<<<<

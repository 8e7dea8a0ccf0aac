//! # plume-engine
//!
//! Hybrid microscopic/mesoscopic reaction–diffusion engine for PLUME.
//!
//! The engine simulates discrete molecules across a heterogeneous 3D
//! environment partitioned into regions. Microscopic regions track every
//! molecule as a coordinate and advance them by Brownian jumps at a
//! global time step; mesoscopic regions track integer counts per
//! subvolume and evolve by the next-subvolume method. The two regimes
//! exchange molecules across shared faces.
//!
//! Module map:
//! - [`region`]: region realization and nesting
//! - [`graph`]: subvolume arena, adjacency, diffusion rates
//! - [`chem`]: per-region reaction compilation
//! - [`micro`]: the per-step microscopic engine
//! - [`meso`]: the next-subvolume-method engine
//! - [`actor`]: active (release) and passive (observe) actors
//! - [`scheduler`]: the heterogeneous event queue
//! - [`sim`]: the realization driver tying everything together

pub mod actor;
pub mod chem;
pub mod graph;
pub mod meso;
pub mod micro;
pub mod region;
pub mod scheduler;
pub mod sim;

pub use actor::{build_actors, observe, ActiveState, Actor, ObservationRecord};
pub use chem::{compile_reactions, RegionChem};
pub use graph::{build_environment, Environment, Subvolume};
pub use meso::MesoState;
pub use micro::{micro_tick, MicroState};
pub use region::{build_regions, Region};
pub use scheduler::{Event, EventKind, EventQueue};
pub use sim::{run, RealizationOutput, Simulation};
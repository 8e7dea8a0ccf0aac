//! # plume-geometry
//!
//! Geometry kernel for the PLUME simulator.
//!
//! Supports the four shape primitives used to compose simulation
//! environments (rectangles, rectangular boxes, spheres, and axis-aligned
//! cylinders) and the queries the engine needs:
//! - containment, uniform point sampling, volumes and areas
//! - pairwise overlap, containment, and adjacency with explicit
//!   clearance tolerances
//! - ray-versus-surface hits and reflections for molecule trajectories
//!
//! All shapes are axis-aligned; boundaries are a shape tag plus a 6-slot
//! parameter vector (see [`shape::Boundary`]).

pub mod overlap;
pub mod ray;
pub mod shape;

pub use overlap::{adjacent, intersect_boundary, intersects, surrounds};
pub use ray::{
    define_line, distance_to_boundary, line_hit_boundary, line_hit_plane, point_on_face,
    push_point, reflect_point, RayHit, Reflection,
};
pub use shape::{point_distance, Axis, Boundary, CardinalDir, Face, Point, Shape};
//! Command-line interface.

use clap::{Parser, Subcommand};
use std::path::PathBuf;

#[derive(Parser, Debug)]
#[command(
    name = "voltree",
    version,
    about = "Versioned data volumes: snapshot, branch, sync and transfer"
)]
pub struct Cli {
    /// Config file path (defaults to the platform config directory).
    #[arg(long, global = true, env = "VOLTREE_CONFIG")]
    pub config: Option<PathBuf>,

    /// Data directory override (defaults to the configured or platform dir).
    #[arg(long, global = true, env = "VOLTREE_DATA_DIR")]
    pub data_dir: Option<PathBuf>,

    #[command(subcommand)]
    pub command: Command,
}

#[derive(Subcommand, Debug)]
pub enum Command {
    /// Create a new volumeset (optionally namespaced as prefix/name)
    Init {
        /// Volumeset name, e.g. "myapp" or "team/myapp"
        name: String,
        /// Attributes as key=value,key=value
        #[arg(long)]
        attrs: Option<String>,
        #[arg(long)]
        description: Option<String>,
    },

    /// Create an empty volume in a volumeset
    Create {
        /// Volumeset (name, prefix/name, or id)
        volumeset: String,
        /// Optional volume name
        name: Option<String>,
        #[arg(long)]
        attrs: Option<String>,
    },

    /// Clone a snapshot or branch tip into a new volume
    Clone {
        /// Snapshot or branch (name, id, or volumeset:name)
        object: String,
        /// Optional volume name
        name: Option<String>,
    },

    /// Take a snapshot of a volume
    Snapshot {
        /// Volume (name, id, or volumeset:name)
        volume: String,
        /// Optional snapshot name
        name: Option<String>,
        /// Advance (or create) this branch instead of the auto branch
        #[arg(long, conflicts_with = "new_branch")]
        branch: Option<String>,
        /// Start a new branch named after the snapshot
        #[arg(long)]
        new_branch: bool,
        #[arg(long)]
        attrs: Option<String>,
        #[arg(long)]
        description: Option<String>,
    },

    /// Update metadata of a volumeset, volume or snapshot
    Update {
        object: String,
        #[arg(long)]
        name: Option<String>,
        /// Attributes to merge, as key=value,key=value
        #[arg(long)]
        attrs: Option<String>,
        #[arg(long)]
        description: Option<String>,
    },

    /// Remove an object (volumesets cascade)
    Remove { object: String },

    /// List objects (all volumesets, or everything a token matches)
    List {
        object: Option<String>,
        /// List every object of every kind
        #[arg(long, conflicts_with = "object")]
        all: bool,
    },

    /// Two-way metadata sync of a volumeset with the hub
    Sync {
        /// Volumeset (name, prefix/name, or id)
        #[arg(required_unless_present = "all")]
        volumeset: Option<String>,
        /// Sync every volumeset known locally or on the hub
        #[arg(long, conflicts_with = "volumeset")]
        all: bool,
    },

    /// One-way metadata fetch of a volumeset from the hub
    Fetch {
        /// Volumeset (name, prefix/name, or id)
        #[arg(required_unless_present = "all")]
        volumeset: Option<String>,
        /// Fetch every volumeset known locally or on the hub
        #[arg(long, conflicts_with = "volumeset")]
        all: bool,
    },

    /// Push snapshot content to the hub
    Push {
        /// Snapshot or volumeset
        object: String,
    },

    /// Pull snapshot content from the hub
    Pull {
        /// Snapshot or volumeset
        object: String,
    },

    /// First-time hub setup
    Setup {
        /// Hub endpoint (host[:port], https://..., or file:///path)
        #[arg(long)]
        url: String,
        /// Absolute path to the auth token file
        #[arg(long)]
        token: PathBuf,
    },

    /// Show or change configuration
    Config {
        #[arg(long)]
        url: Option<String>,
        #[arg(long)]
        token: Option<PathBuf>,
    },

    /// Print version information
    Version,

    /// Show node summary
    Info,

    /// Write a diagnostics bundle
    Diagnostics {
        /// Output directory
        #[arg(long, default_value = "voltree-diagnostics")]
        out: PathBuf,
    },
}
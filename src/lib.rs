//! voltree: versioned data volumes with snapshot lineage, named branches,
//! three-way metadata sync against a hub, and chunk-level content transfer.

pub mod blob;
pub mod cli;
pub mod commands;
pub mod config;
pub mod error;
pub mod model;
pub mod output;
pub mod remote;
pub mod resolve;
pub mod store;
pub mod sync;
pub mod transfer;

pub use error::{Result, VoltreeError};
#[cfg(test)]
mod tests {
    use super::*;
    use tempfile::TempDir;

    async fn node(dir: &TempDir) -> Node {
        Node::open(&dir.path().join("node")).await.unwrap()
    }

    #[tokio::test]
    async fn test_init_create_snapshot_flow() {
        let dir = TempDir::new().unwrap();
        let node = node(&dir).await;

        init(&node, "team/app", Some("env=dev"), None).await.unwrap();
        create(&node, "app", Some("work"), None).await.unwrap();

        // Write data into the volume, then snapshot it.
        let vol = &node.current.find_volumes("work").await.unwrap()[0];
        std::fs::write(&vol.mount_path, b"hello").unwrap();
        let out = snapshot(&node, "work", Some("s1"), None, false, None, None)
            .await
            .unwrap();
        assert!(out.contains("on branch main"));

        let snaps = node.current.find_snapshots("s1").await.unwrap();
        assert_eq!(snaps.len(), 1);
        assert!(snaps[0].content.is_some());
        assert!(snaps[0].parent.is_none());

        // The auto branch advances on the next snapshot.
        std::fs::write(&vol.mount_path, b"hello again").unwrap();
        snapshot(&node, "work", Some("s2"), None, false, None, None)
            .await
            .unwrap();
        let b = node
            .current
            .get_branch(&snaps[0].volume_set, "main")
            .await
            .unwrap()
            .unwrap();
        let s2 = &node.current.find_snapshots("s2").await.unwrap()[0];
        assert_eq!(b.tip, s2.id);
        assert_eq!(s2.parent.as_ref(), Some(&snaps[0].id));
    }

    #[tokio::test]
    async fn test_snapshot_new_branch_is_manual() {
        let dir = TempDir::new().unwrap();
        let node = node(&dir).await;
        init(&node, "app", None, None).await.unwrap();
        create(&node, "app", Some("work"), None).await.unwrap();

        snapshot(&node, "work", Some("feature"), None, true, None, None)
            .await
            .unwrap();
        let branches = node.current.list_branches(None).await.unwrap();
        assert_eq!(branches.len(), 1);
        assert_eq!(branches[0].name, "feature");
        assert_eq!(branches[0].mode, SyncMode::Manual);
    }

    #[tokio::test]
    async fn test_snapshot_branch_flags_conflict() {
        let dir = TempDir::new().unwrap();
        let node = node(&dir).await;
        init(&node, "app", None, None).await.unwrap();
        create(&node, "app", Some("work"), None).await.unwrap();

        let err = snapshot(&node, "work", None, Some("b"), true, None, None)
            .await
            .unwrap_err();
        assert!(matches!(err, VoltreeError::InvalidArgument(_)));
    }

    #[tokio::test]
    async fn test_clone_from_branch_tip() {
        let dir = TempDir::new().unwrap();
        let node = node(&dir).await;
        init(&node, "app", None, None).await.unwrap();
        create(&node, "app", Some("work"), None).await.unwrap();
        let vol = &node.current.find_volumes("work").await.unwrap()[0];
        std::fs::write(&vol.mount_path, b"payload").unwrap();
        snapshot(&node, "work", Some("s1"), None, false, None, None)
            .await
            .unwrap();

        clone(&node, "main", Some("copy")).await.unwrap();
        let copy = &node.current.find_volumes("copy").await.unwrap()[0];
        assert_eq!(std::fs::read(&copy.mount_path).unwrap(), b"payload");
        let s1 = &node.current.find_snapshots("s1").await.unwrap()[0];
        assert_eq!(copy.base.as_ref(), Some(&s1.id));
    }

    #[tokio::test]
    async fn test_remove_snapshot_with_branch_tip_rejected() {
        let dir = TempDir::new().unwrap();
        let node = node(&dir).await;
        init(&node, "app", None, None).await.unwrap();
        create(&node, "app", Some("work"), None).await.unwrap();
        snapshot(&node, "work", Some("s1"), None, false, None, None)
            .await
            .unwrap();

        let err = remove(&node, "s1").await.unwrap_err();
        assert!(matches!(err, VoltreeError::InvalidArgument(_)));

        // After removing the branch, the snapshot goes.
        remove(&node, "main").await.unwrap();
        remove(&node, "s1").await.unwrap();
        assert!(node.current.find_snapshots("s1").await.unwrap().is_empty());
    }

    #[tokio::test]
    async fn test_remove_volumeset_cascades() {
        let dir = TempDir::new().unwrap();
        let node = node(&dir).await;
        init(&node, "app", None, None).await.unwrap();
        create(&node, "app", Some("work"), None).await.unwrap();
        snapshot(&node, "work", Some("s1"), None, false, None, None)
            .await
            .unwrap();

        remove(&node, "app").await.unwrap();
        assert!(node.current.list_volume_sets().await.unwrap().is_empty());
        assert!(node.current.list_volumes(None).await.unwrap().is_empty());
        assert!(node.current.list_snapshots(None).await.unwrap().is_empty());
    }

    #[tokio::test]
    async fn test_update_merges_attrs() {
        let dir = TempDir::new().unwrap();
        let node = node(&dir).await;
        init(&node, "app", Some("a=1,b=2"), None).await.unwrap();
        update(&node, "app", None, Some("b=3,c=4"), None).await.unwrap();

        let vs = &node.current.find_volume_sets("app").await.unwrap()[0];
        assert_eq!(vs.attrs.get("a").map(String::as_str), Some("1"));
        assert_eq!(vs.attrs.get("b").map(String::as_str), Some("3"));
        assert_eq!(vs.attrs.get("c").map(String::as_str), Some("4"));
    }

    #[tokio::test]
    async fn test_ambiguous_token_is_an_error() {
        let dir = TempDir::new().unwrap();
        let node = node(&dir).await;
        init(&node, "app", None, None).await.unwrap();
        create(&node, "app", Some("db"), None).await.unwrap();
        snapshot(&node, "db", Some("db"), None, false, None, None)
            .await
            .unwrap();

        let err = remove(&node, "db").await.unwrap_err();
        assert!(matches!(err, VoltreeError::Ambiguous(_)));
    }

    #[tokio::test]
    async fn test_create_makes_missing_volumeset() {
        let dir = TempDir::new().unwrap();
        let node = node(&dir).await;
        create(&node, "team/fresh", Some("work"), None).await.unwrap();

        let sets = node.current.find_volume_sets("team/fresh").await.unwrap();
        assert_eq!(sets.len(), 1);
        assert_eq!(node.current.find_volumes("work").await.unwrap().len(), 1);
    }

    #[tokio::test]
    async fn test_update_renames_branch() {
        let dir = TempDir::new().unwrap();
        let node = node(&dir).await;
        init(&node, "app", None, None).await.unwrap();
        create(&node, "app", Some("work"), None).await.unwrap();
        snapshot(&node, "work", Some("s1"), None, false, None, None)
            .await
            .unwrap();

        update(&node, "main", Some("stable"), None, None).await.unwrap();
        let branches = node.current.list_branches(None).await.unwrap();
        assert_eq!(branches.len(), 1);
        assert_eq!(branches[0].name, "stable");

        // Anything but a rename is rejected.
        let err = update(&node, "stable", None, Some("k=v"), None)
            .await
            .unwrap_err();
        assert!(matches!(err, VoltreeError::InvalidArgument(_)));
    }

    #[tokio::test]
    async fn test_list_all_shows_every_kind() {
        let dir = TempDir::new().unwrap();
        let node = node(&dir).await;
        init(&node, "app", None, None).await.unwrap();
        create(&node, "app", Some("work"), None).await.unwrap();
        snapshot(&node, "work", Some("s1"), None, false, None, None)
            .await
            .unwrap();

        let out = list(&node, None, true).await.unwrap();
        assert!(out.contains("app"));
        assert!(out.contains("work"));
        assert!(out.contains("s1"));
        assert!(out.contains("main"));
    }

    #[tokio::test]
    async fn test_list_without_token() {
        let dir = TempDir::new().unwrap();
        let node = node(&dir).await;
        assert_eq!(list(&node, None, false).await.unwrap(), "no volumesets");
        init(&node, "team/app", None, None).await.unwrap();
        let out = list(&node, None, false).await.unwrap();
        assert!(out.contains("team/app"));
    }

    #[tokio::test]
    async fn test_setup_and_config_roundtrip() {
        let dir = TempDir::new().unwrap();
        let config_path = dir.path().join("config.toml");
        let token = dir.path().join("token");
        std::fs::write(&token, "secret").unwrap();

        setup(&config_path, "hub.example.com", &token).unwrap();
        let out = config_cmd(&config_path, None, None).unwrap();
        assert!(out.contains("https://hub.example.com"));
        assert!(out.contains("token"));
    }
}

>>>>

- **TASK OBJECTIVE**: Look over the listing. Pull out every line with the string "aligned" in it.

- **RESULT**:
//! environments (rectangles, rectangular boxes, spheres, and axis-aligned
//! All shapes are axis-aligned; boundaries are a shape tag plus a 6-slot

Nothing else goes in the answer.